5.4.4 Memisahkan diri
Memisahkan diri mungkin tampak ortogonal dengan sumbu status quo seperti
dibahas di sini. Beberapa klaim separatis tampaknya bukan revisionis atau konservatif.
Mereka berusaha mengubah status politik wilayah itu, sehingga mereka tidak konservatif;
tetapi jika para penuntut sudah memiliki kendali politik parsial atas wilayah tersebut.
Beberapa jenis pemisahan diri adalah revisionis. Bahkan kaum separatis yang memiliki
provinsi atau negara (nominal) tersendiri mungkin menganggap wilayah mereka sebagai,
untuk semua maksud dan tujuan, ditempati oleh kekuatan asing jika mereka tidak
memiliki kendali yang efektif atas ekonomi, urusan luar negeri, imigrasi atau kebijakan
emigrasi, dll.
Orang-orang dari berbagai negara Pakta Warsawa sampai tahun 1989 - dan
lebih banyak lagi, orang-orang dari negara-negara Baltik dan berbagai SSR yang
tergabung dalam Uni Soviet sendiri - serta Que'be´cois di Kanada sebelum Revolusi
Diam, dapat secara masuk akal dapat melihat diri mereka di bawah pendudukan.
Meskipun demikian, tetap lebih baik untuk memperlakukan Que'be ´cois sebagai
pemisahan diri: mereka berusaha mengubah alokasi hak teritorial, menjadikan diri mereka
sendiri pemegang hak-hak tersebut di suatu wilayah.
Tetapi tidak semua calon separatis mengontrol sebuah provinsi dalam sistem federal.
Beberapa di antaranya secara luas diintegrasikan ke dalam populasi non-separatis yang
lebih besar. Misalkan umat Katolik Anglo-Kanada memasukkan klaim untuk memisahkan
diri; ini akan menjadi klaim revisionis tetapi penuntut tidak akan dianggap sebagai
komunitas etnogeografi. Kelompok ini, tentu saja, menderita bentuk ketidakadilan
lainnya, tetapi ini bukan ketidakadilan teritorial; mereka tidak memiliki obat teritorial.
Akhirnya, bagaimana dengan ketika calon separatis membentuk kelompok kecil, tetapi
berbeda secara budaya, dalam negara yang lebih besar, seperti Yahudi ultra-Ortodoks dari
abad 14
5.5. Sumbu epistemologis dan pandangan dunia
Sumbu status quo mempertimbangkan hubungan antara klaim yang ditegaskan
dan status politik saat ini dari wilayah target. Tetapi klaim (dan teori) dapat dinilai pada
dua sumbu lainnya. Kita harus mengatasi sumbu ini, tetapi kita tidak perlu
memikirkannya sampai batas yang sama.
Sumbu pandangan dunia
5.5.1 Sumbu pandangan dunia melibatkan pentingnya wilayah bagi penuntut.

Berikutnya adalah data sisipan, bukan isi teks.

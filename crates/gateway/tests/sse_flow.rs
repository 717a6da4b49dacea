//! End-to-end transport scenarios against a real bound listener: handshake,
//! routing, cross-session isolation, and the disconnect/post race.

use std::{net::SocketAddr, sync::Arc, time::Duration};

use {
    async_trait::async_trait,
    futures::{Stream, StreamExt},
    tokio::time::timeout,
};

use {
    apibridge_config::BridgeConfig,
    apibridge_gateway::{
        channel::{ServerEvent, SseChannel},
        server::build_gateway_app,
        services::{BridgeFactory, BridgeHandle},
        state::GatewayState,
    },
};

/// Bridge that echoes every inbound request back over the session's stream,
/// tagged with the session id so tests can assert isolation.
struct EchoBridge;

#[async_trait]
impl BridgeFactory for EchoBridge {
    async fn attach(
        &self,
        session_id: &str,
        channel: Arc<SseChannel>,
    ) -> anyhow::Result<Arc<dyn BridgeHandle>> {
        Ok(Arc::new(EchoHandle {
            session_id: session_id.to_string(),
            channel,
        }))
    }
}

struct EchoHandle {
    session_id: String,
    channel: Arc<SseChannel>,
}

#[async_trait]
impl BridgeHandle for EchoHandle {
    async fn deliver(&self, payload: &[u8]) -> anyhow::Result<()> {
        let value: serde_json::Value = serde_json::from_slice(payload)?;
        let reply = serde_json::json!({ "session": self.session_id, "echo": value });
        let _ = self.channel.send(ServerEvent::message(reply.to_string()));
        Ok(())
    }
}

async fn spawn_gateway(bridge: Arc<dyn BridgeFactory>) -> (SocketAddr, Arc<GatewayState>) {
    let state = GatewayState::new(&BridgeConfig::default(), bridge);
    let app = build_gateway_app(Arc::clone(&state));
    let listener = tokio::net::TcpListener::bind("127.0.0.1:0").await.unwrap();
    let addr = listener.local_addr().unwrap();
    tokio::spawn(async move {
        axum::serve(listener, app).await.unwrap();
    });
    (addr, state)
}

/// A connected SSE client: the byte stream plus a reassembly buffer.
struct SseClient {
    stream: std::pin::Pin<Box<dyn Stream<Item = Result<bytes::Bytes, reqwest::Error>> + Send>>,
    buf: String,
}

impl SseClient {
    async fn connect(addr: SocketAddr) -> Self {
        let resp = reqwest::get(format!("http://{addr}/sse")).await.unwrap();
        assert_eq!(resp.status(), 200);
        assert!(
            resp.headers()["content-type"]
                .to_str()
                .unwrap()
                .starts_with("text/event-stream")
        );
        assert_eq!(resp.headers()["cache-control"], "no-cache");
        Self {
            stream: Box::pin(resp.bytes_stream()),
            buf: String::new(),
        }
    }

    /// Next (event name, data) pair, skipping keep-alive comments.
    async fn next_event(&mut self) -> Option<(String, String)> {
        loop {
            if let Some(pos) = self.buf.find("\n\n") {
                let raw: String = self.buf.drain(..pos + 2).collect();
                let mut event = String::new();
                let mut data = String::new();
                for line in raw.lines() {
                    if let Some(v) = line.strip_prefix("event:") {
                        event = v.trim_start().to_string();
                    } else if let Some(v) = line.strip_prefix("data:") {
                        data.push_str(v.trim_start());
                    }
                }
                if event.is_empty() && data.is_empty() {
                    continue; // keep-alive comment block
                }
                return Some((event, data));
            }
            let chunk = self.stream.next().await?.ok()?;
            self.buf.push_str(std::str::from_utf8(&chunk).ok()?);
        }
    }

    /// Read the handshake event and extract the session id from its URL.
    async fn handshake(&mut self) -> String {
        let (event, data) = timeout(Duration::from_secs(5), self.next_event())
            .await
            .unwrap()
            .unwrap();
        assert_eq!(event, "endpoint");
        let (path, id) = data.split_once("sessionId=").unwrap();
        assert!(path.starts_with("/api/messages"));
        id.to_string()
    }
}

async fn post_message(addr: SocketAddr, query: &str, body: &str) -> (u16, String) {
    let client = reqwest::Client::new();
    let resp = client
        .post(format!("http://{addr}/api/messages{query}"))
        .body(body.to_string())
        .send()
        .await
        .unwrap();
    let status = resp.status().as_u16();
    (status, resp.text().await.unwrap())
}

#[tokio::test]
async fn handshake_assigns_distinct_sessions() {
    let (addr, state) = spawn_gateway(Arc::new(EchoBridge)).await;

    let mut c1 = SseClient::connect(addr).await;
    let mut c2 = SseClient::connect(addr).await;
    let s1 = c1.handshake().await;
    let s2 = c2.handshake().await;

    assert_ne!(s1, s2);
    assert_eq!(state.session_count(), 2);
}

#[tokio::test]
async fn messages_route_to_their_own_stream() {
    let (addr, _state) = spawn_gateway(Arc::new(EchoBridge)).await;

    let mut c1 = SseClient::connect(addr).await;
    let mut c2 = SseClient::connect(addr).await;
    let s1 = c1.handshake().await;
    let s2 = c2.handshake().await;

    let (status, _) = post_message(addr, &format!("?sessionId={s1}"), r#"{"msg":"ping1"}"#).await;
    assert_eq!(status, 202);
    let (status, _) = post_message(addr, &format!("?sessionId={s2}"), r#"{"msg":"ping2"}"#).await;
    assert_eq!(status, 202);

    let (event, data) = timeout(Duration::from_secs(5), c1.next_event())
        .await
        .unwrap()
        .unwrap();
    assert_eq!(event, "message");
    let reply: serde_json::Value = serde_json::from_str(&data).unwrap();
    assert_eq!(reply["session"], s1.as_str());
    assert_eq!(reply["echo"]["msg"], "ping1");

    let (_, data) = timeout(Duration::from_secs(5), c2.next_event())
        .await
        .unwrap()
        .unwrap();
    let reply: serde_json::Value = serde_json::from_str(&data).unwrap();
    assert_eq!(reply["session"], s2.as_str());
    assert_eq!(reply["echo"]["msg"], "ping2");
}

#[tokio::test]
async fn per_channel_order_is_preserved() {
    let (addr, _state) = spawn_gateway(Arc::new(EchoBridge)).await;

    let mut client = SseClient::connect(addr).await;
    let session = client.handshake().await;

    for i in 0..5 {
        let (status, _) = post_message(
            addr,
            &format!("?sessionId={session}"),
            &format!(r#"{{"seq":{i}}}"#),
        )
        .await;
        assert_eq!(status, 202);
    }

    for i in 0..5 {
        let (_, data) = timeout(Duration::from_secs(5), client.next_event())
            .await
            .unwrap()
            .unwrap();
        let reply: serde_json::Value = serde_json::from_str(&data).unwrap();
        assert_eq!(reply["echo"]["seq"], i);
    }
}

#[tokio::test]
async fn missing_session_id_is_400_without_registry_change() {
    let (addr, state) = spawn_gateway(Arc::new(EchoBridge)).await;
    let mut client = SseClient::connect(addr).await;
    client.handshake().await;

    let (status, body) = post_message(addr, "", r#"{"msg":"x"}"#).await;
    assert_eq!(status, 400);
    assert!(body.contains("sessionId"));
    assert_eq!(state.session_count(), 1);
}

#[tokio::test]
async fn unknown_session_id_is_404_without_registry_change() {
    let (addr, state) = spawn_gateway(Arc::new(EchoBridge)).await;
    let mut client = SseClient::connect(addr).await;
    client.handshake().await;

    let (status, body) = post_message(addr, "?sessionId=doesnotexist", r#"{"msg":"x"}"#).await;
    assert_eq!(status, 404);
    assert!(body.contains("doesnotexist"));
    assert_eq!(state.session_count(), 1);
}

#[tokio::test]
async fn post_after_disconnect_is_404() {
    let (addr, state) = spawn_gateway(Arc::new(EchoBridge)).await;

    let session = {
        let mut client = SseClient::connect(addr).await;
        client.handshake().await
        // Dropping the client here closes the connection.
    };

    // Wait for the server to observe the disconnect and deregister.
    for _ in 0..100 {
        if state.session_count() == 0 {
            break;
        }
        tokio::time::sleep(Duration::from_millis(20)).await;
    }
    assert_eq!(state.session_count(), 0);

    let (status, _) = post_message(addr, &format!("?sessionId={session}"), r#"{"msg":"x"}"#).await;
    assert_eq!(status, 404);
}

#[tokio::test]
async fn failing_bridge_maps_to_500_and_session_survives() {
    struct FailingBridge;
    struct FailingHandle;

    #[async_trait]
    impl BridgeFactory for FailingBridge {
        async fn attach(
            &self,
            _session_id: &str,
            _channel: Arc<SseChannel>,
        ) -> anyhow::Result<Arc<dyn BridgeHandle>> {
            Ok(Arc::new(FailingHandle))
        }
    }

    #[async_trait]
    impl BridgeHandle for FailingHandle {
        async fn deliver(&self, _payload: &[u8]) -> anyhow::Result<()> {
            anyhow::bail!("backend fault")
        }
    }

    let (addr, state) = spawn_gateway(Arc::new(FailingBridge)).await;
    let mut client = SseClient::connect(addr).await;
    let session = client.handshake().await;

    let (status, body) = post_message(addr, &format!("?sessionId={session}"), "{}").await;
    assert_eq!(status, 500);
    assert!(body.contains("backend fault"));
    assert_eq!(state.session_count(), 1);
}

#[tokio::test]
async fn health_is_static_and_session_independent() {
    let (addr, _state) = spawn_gateway(Arc::new(EchoBridge)).await;

    for path in ["/health", "/"] {
        let resp = reqwest::get(format!("http://{addr}{path}")).await.unwrap();
        assert_eq!(resp.status(), 200);
        let body: serde_json::Value = resp.json().await.unwrap();
        assert_eq!(body["status"], "ok");
        assert_eq!(body["server"], "apibridge");
        assert!(body["version"].is_string());
    }
}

Beberapa klaim, seperti klaim Israel dan Palestina ke Yerusalem, yang untuk
pusat tempat. Teori-teori sebelumnya tentang hak teritorial, Klaim adalah inti sejauh
tempat yang diklaim adalah fokus dari kelimpahan yang disengaja pada pihak penggugat.
Klaim kesakralan itu baik dan baik, tetapi jika mereka tidak didukung oleh kelimpahan
yang disengaja maka mereka lembam, setidaknya untuk klaim territorial. Penting untuk
diingat, tentu saja, bahwa kelimpahan tidak memerlukan penyelesaian
Sebaliknya, klaim bersifat marjinal sejauh tempat yang diklaim bukan merupakan fokus
dari kelimpahan yang disengaja pada pihak penggugat. Ini dapat terjadi karena penggugat
tidak peduli atau kurang kapasitas untuk memperhatikan tempat itu, atau karena negara
secara aktif terlibat dalam mengosongkannya. Mungkin untuk membayangkan bahwa
negara akan memikul administrasi wilayah dengan tidak adanya klaim yang bersaing
(misalnya, untuk mencegah perusakan lahan), tetapi tanah tersebut tidak dapat menjadi
objek sah hak teritorial.
5.5.2 Sumbu epistemologis
Diskusi tentang poros pandangan dunia mengandaikan bahwa klaim itu
sepadan, dan karenanya tidak buram. Sumbu epistemologis mencakup klaim klaim
sepanjang rangkaian dari yang buram yang tidak masuk akal, atau sama sekali tidak
mampu mengumpulkan rasa hormat dari orang luar, hingga Sengketa teritorial yang
transparan yang sepenuhnya dapat ditafsirkan dan tampaknya masuk akal bagi orang luar.
Kriteria plenitude menggunakan strategi ketiga untuk membuat semua klaim transparan:
mensyaratkan bahwa semua klaim memerlukan proposisi empiris spesifik, spesifik, dan
palsu. Strategi ini bukan untuk menerjemahkan klaim ke dalam bahasa yang transparan,
tetapi untuk membuatnya rentan terhadap tes empiris yang transparan.